Stranger Danger? Not in Networking!
Why do people hate networking events? There are a few common reasons, but one that I have heard time and time again is an anxiety about introducing yourself to new contacts. I’m sure you’re familiar with the feeling of nerves as you meet new people and try to strike up a conversation. There are a few small things I think you should include in your introduction with new people that could help take the edge off.
- Don’t forget your name and your business! Because, yes, believe it or not this happens. I was at a networking event a few years ago, and someone came up to me. We spoke for a few minutes about their business and their experience using referral networking before they had to excuse themselves. It was then that I realized that I had never gotten their name, despite the fact that they knew mine. If your goal is to introduce yourself to a new contact and leave a lasting impression, definitely make sure you give your name.
- Find common ground. Finding something about your new contact that you can relate to is among the best ways to quickly develop the start of a relationship. This also will alleviate the pressure of your conversation with someone new, as it’ll spark topics you both can relate to and talk about.

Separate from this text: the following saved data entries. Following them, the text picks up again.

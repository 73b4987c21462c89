//! Confirmation dialog widget for discard/quit confirmations

use ratatui::buffer::Buffer;
use ratatui::layout::{Alignment, Constraint, Layout, Rect};
use ratatui::style::{Modifier, Style};
use ratatui::symbols;
use ratatui::text::{Line, Span};
use ratatui::widgets::{Block, Borders, Clear, Paragraph, Widget};

use pdeck_app::ConfirmDialogState;

use crate::theme::palette;

/// Confirmation dialog widget
pub struct ConfirmDialog<'a> {
    state: &'a ConfirmDialogState,
}

impl<'a> ConfirmDialog<'a> {
    /// Create a new confirmation dialog widget
    pub fn new(state: &'a ConfirmDialogState) -> Self {
        Self { state }
    }

    /// Calculate centered modal rect
    fn centered_rect(width: u16, height: u16, area: Rect) -> Rect {
        let x = area.x + (area.width.saturating_sub(width)) / 2;
        let y = area.y + (area.height.saturating_sub(height)) / 2;
        Rect::new(x, y, width.min(area.width), height.min(area.height))
    }
}

impl Widget for ConfirmDialog<'_> {
    fn render(self, area: Rect, buf: &mut Buffer) {
        let modal_width = 56;
        let modal_height = 7;
        let modal_area = Self::centered_rect(modal_width, modal_height, area);

        // Clear the area behind the modal
        Clear.render(modal_area, buf);

        let block = Block::default()
            .title(format!(" {} ", self.state.title))
            .title_alignment(Alignment::Center)
            .borders(Borders::ALL)
            .border_set(symbols::border::ROUNDED)
            .style(Style::default().bg(palette::POPUP_BG));

        let inner = block.inner(modal_area);
        block.render(modal_area, buf);

        let chunks = Layout::vertical([
            Constraint::Length(1), // Spacer
            Constraint::Length(1), // Message
            Constraint::Length(1), // Spacer
            Constraint::Length(1), // Buttons
            Constraint::Min(0),    // Rest
        ])
        .split(inner);

        let message = Paragraph::new(self.state.message.as_str())
            .alignment(Alignment::Center)
            .style(Style::default().fg(palette::TEXT_PRIMARY));
        message.render(chunks[1], buf);

        let buttons = Line::from(vec![
            Span::styled("[", Style::default().fg(palette::TEXT_MUTED)),
            Span::styled(
                "y",
                Style::default()
                    .fg(palette::STATUS_GREEN)
                    .add_modifier(Modifier::BOLD),
            ),
            Span::styled("] Yes  ", Style::default().fg(palette::TEXT_MUTED)),
            Span::styled("[", Style::default().fg(palette::TEXT_MUTED)),
            Span::styled(
                "n",
                Style::default()
                    .fg(palette::STATUS_RED)
                    .add_modifier(Modifier::BOLD),
            ),
            Span::styled("] No", Style::default().fg(palette::TEXT_MUTED)),
        ]);
        let buttons = Paragraph::new(buttons).alignment(Alignment::Center);
        buttons.render(chunks[3], buf);
    }
}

- Be memorable. If you can stand out from the crowd and make yourself unforgettable (in a positive way!), you’re more likely to really develop relationships. This is most effective when done when you are one-on-one with someone, and not in a group. Be sure to read the person, and use a quirk about yourself, your business, etc., that can resonate with the specific person. This one requires a bit of social intelligence, but when done right is highly effective.

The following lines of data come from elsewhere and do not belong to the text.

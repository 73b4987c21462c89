//! Main render/view function (View in TEA pattern)

use ratatui::style::Style;
use ratatui::widgets::{Block, Paragraph};
use ratatui::Frame;

use pdeck_app::state::{AppState, Mode};

use crate::theme::palette;
use crate::{layout, widgets};

/// Render the complete UI (View function in TEA)
///
/// This is a pure rendering function - the only state it touches is the
/// form scroll offset, which it clamps and nudges to keep the focused
/// entry visible.
pub fn view(frame: &mut Frame, state: &mut AppState) {
    let area = frame.area();

    // Fill entire terminal with the background color
    let bg_block = Block::default().style(Style::default().bg(palette::DEEPEST_BG));
    frame.render_widget(bg_block, area);

    let areas = layout::create(area);

    frame.render_widget(widgets::Header::new(state), areas.header);

    let form = widgets::form::build_form_lines(state);
    adjust_scroll(state, form.focus_line, form.lines.len(), areas.body.height);

    let body = Paragraph::new(form.lines).scroll((state.form.scroll, 0));
    frame.render_widget(body, areas.body);

    frame.render_widget(widgets::StatusBar::new(state), areas.status);

    if let Some(dialog) = &state.dialog {
        frame.render_widget(widgets::ConfirmDialog::new(dialog), area);
    }
}

/// Keep the scroll offset within the content and, in Edit mode, keep the
/// focused line on screen.
fn adjust_scroll(state: &mut AppState, focus_line: Option<usize>, line_count: usize, height: u16) {
    if height == 0 {
        return;
    }

    let max_scroll = (line_count as u16).saturating_sub(height);
    if state.form.scroll > max_scroll {
        state.form.scroll = max_scroll;
    }

    if state.mode == Mode::Edit {
        if let Some(focus) = focus_line {
            let focus = focus as u16;
            if focus < state.form.scroll {
                state.form.scroll = focus;
            } else if focus >= state.form.scroll + height {
                state.form.scroll = focus + 1 - height;
            }
        }
    }
}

- Ask questions about the other person. People love to talk about themselves and their business. Everyone has an easy time talking about things they know well, and what do people know better than themselves? Not only will this allow the other person to take the lead on the conversation in a positive way, it helps you learn about the other person. The caveat here is to make sure you are asking genuine questions. Asking nonsense questions just to keep asking questions is transparent, and will negatively impact how you are perceived.
How do you handle meeting someone new at networking events? Let me know in the comments below!

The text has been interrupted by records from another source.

//! Handler module - TEA update function and event handlers
//!
//! Organized into submodules:
//! - `update`: Main update() function and message dispatch
//! - `keys`: Key event handlers for the page modes
//! - `form`: Form surface handlers (focus, buffers, selects, rows)
//! - `lifecycle`: Record lifecycle handlers (fetch, edit, save, quit)

pub(crate) mod form;
pub(crate) mod keys;
pub(crate) mod lifecycle;
pub(crate) mod update;

#[cfg(test)]
mod tests;

use pdeck_core::Profile;

// Re-export main entry point
pub use update::update;

/// Actions that the event loop should perform after update
#[derive(Debug, Clone, PartialEq)]
pub enum UpdateAction {
    /// Issue the one-time profile read
    FetchProfile,

    /// Persist an edited draft to the profile service
    SaveProfile(Box<Profile>),

    /// Open the KYC route in the system browser (fire-and-forget)
    OpenKycRoute { url: String },
}

/// Result of processing a message
#[derive(Debug, Default, PartialEq)]
pub struct UpdateResult {
    /// Optional follow-up message to process
    pub message: Option<crate::message::Message>,
    /// Optional action for the event loop to perform
    pub action: Option<UpdateAction>,
}

impl UpdateResult {
    pub fn none() -> Self {
        Self::default()
    }

    pub fn message(msg: crate::message::Message) -> Self {
        Self {
            message: Some(msg),
            action: None,
        }
    }

    pub fn action(action: UpdateAction) -> Self {
        Self {
            message: None,
            action: Some(action),
        }
    }
}
//! Key event handlers for the page modes

use pdeck_core::FieldPath;

use crate::form::FormEntry;
use crate::input_key::InputKey;
use crate::message::Message;
use crate::state::{AppState, Mode};

/// Convert key events to messages based on current page mode
pub fn handle_key(state: &AppState, key: &InputKey) -> Option<Message> {
    if state.dialog.is_some() {
        return handle_key_dialog(key);
    }
    match state.mode {
        Mode::View => handle_key_view(state, key),
        Mode::Edit => {
            if state.form.editing {
                handle_key_field_editing(key)
            } else {
                handle_key_edit(state, key)
            }
        }
    }
}

/// Handle key events while a confirmation dialog is up
fn handle_key_dialog(key: &InputKey) -> Option<Message> {
    match key {
        InputKey::Char('y' | 'Y') | InputKey::Enter => Some(Message::DialogConfirm),
        InputKey::Char('n' | 'N') | InputKey::Esc => Some(Message::DialogDismiss),
        // Force quit even with a dialog up
        InputKey::CharCtrl('c') => Some(Message::Quit),
        _ => None,
    }
}

/// Handle key events in View mode
///
/// No edit controls exist here; only scrolling, mode entry, and
/// navigation are reachable.
fn handle_key_view(state: &AppState, key: &InputKey) -> Option<Message> {
    match key {
        InputKey::Char('q') | InputKey::Esc => Some(Message::RequestQuit),
        InputKey::CharCtrl('c') => Some(Message::Quit),

        // Scrolling
        InputKey::Up | InputKey::Char('k') => Some(Message::ScrollUp),
        InputKey::Down | InputKey::Char('j') => Some(Message::ScrollDown),

        // Edit and KYC are not offered to officers
        InputKey::Char('e') if state.session.can_edit() => Some(Message::EnterEdit),
        InputKey::Char('K') if state.session.can_edit() => Some(Message::OpenKyc),

        _ => None,
    }
}

/// Handle key events in Edit mode with no field buffer active
fn handle_key_edit(state: &AppState, key: &InputKey) -> Option<Message> {
    match key {
        InputKey::Esc => Some(Message::RequestCancelEdit),
        InputKey::CharCtrl('c') => Some(Message::Quit),
        InputKey::CharCtrl('s') => Some(Message::Submit),

        // Focus navigation over the form surface
        InputKey::Tab | InputKey::Down | InputKey::Char('j') => Some(Message::FocusNext),
        InputKey::BackTab | InputKey::Up | InputKey::Char('k') => Some(Message::FocusPrev),

        // Activate the focused entry (edit / cycle / add row)
        InputKey::Enter | InputKey::Char(' ') => Some(Message::ActivateEntry),

        // Delete the focused group row
        InputKey::Char('d') | InputKey::Delete => match state.focused_entry() {
            Some(FormEntry::Field(FieldPath::Row { group, index, .. })) => {
                Some(Message::RemoveRow { group, index })
            }
            _ => None,
        },

        _ => None,
    }
}

/// Handle key events while a field edit buffer is active
fn handle_key_field_editing(key: &InputKey) -> Option<Message> {
    match key {
        InputKey::Enter => Some(Message::CommitField),
        InputKey::Esc => Some(Message::AbortFieldEdit),
        InputKey::Backspace => Some(Message::FieldBackspace),
        InputKey::CharCtrl('u') => Some(Message::FieldClear),
        InputKey::Char(c) => Some(Message::FieldInput { ch: *c }),
        InputKey::CharCtrl('c') => Some(Message::Quit),
        _ => None,
    }
}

2 thoughts on “Stranger Danger? Not in Networking!”
I like introducing my self and add a sincere compliment about something positive I noticed; their smile, cute haircut… nice tie, or something else I may have heard. “Please tell me about you. I know you are eager to share… Then I will know how I can contribute to you…
In your section of leaving them with something memorable about yourself so they’ll remember you, having a good one liner about what you do or who you are is a sure way for them to not forget you. If you think you’ll forget their name, get a card or contact info and jot some things down so you can remember who they are, where you met, etc. Find a creative way to stay in touch!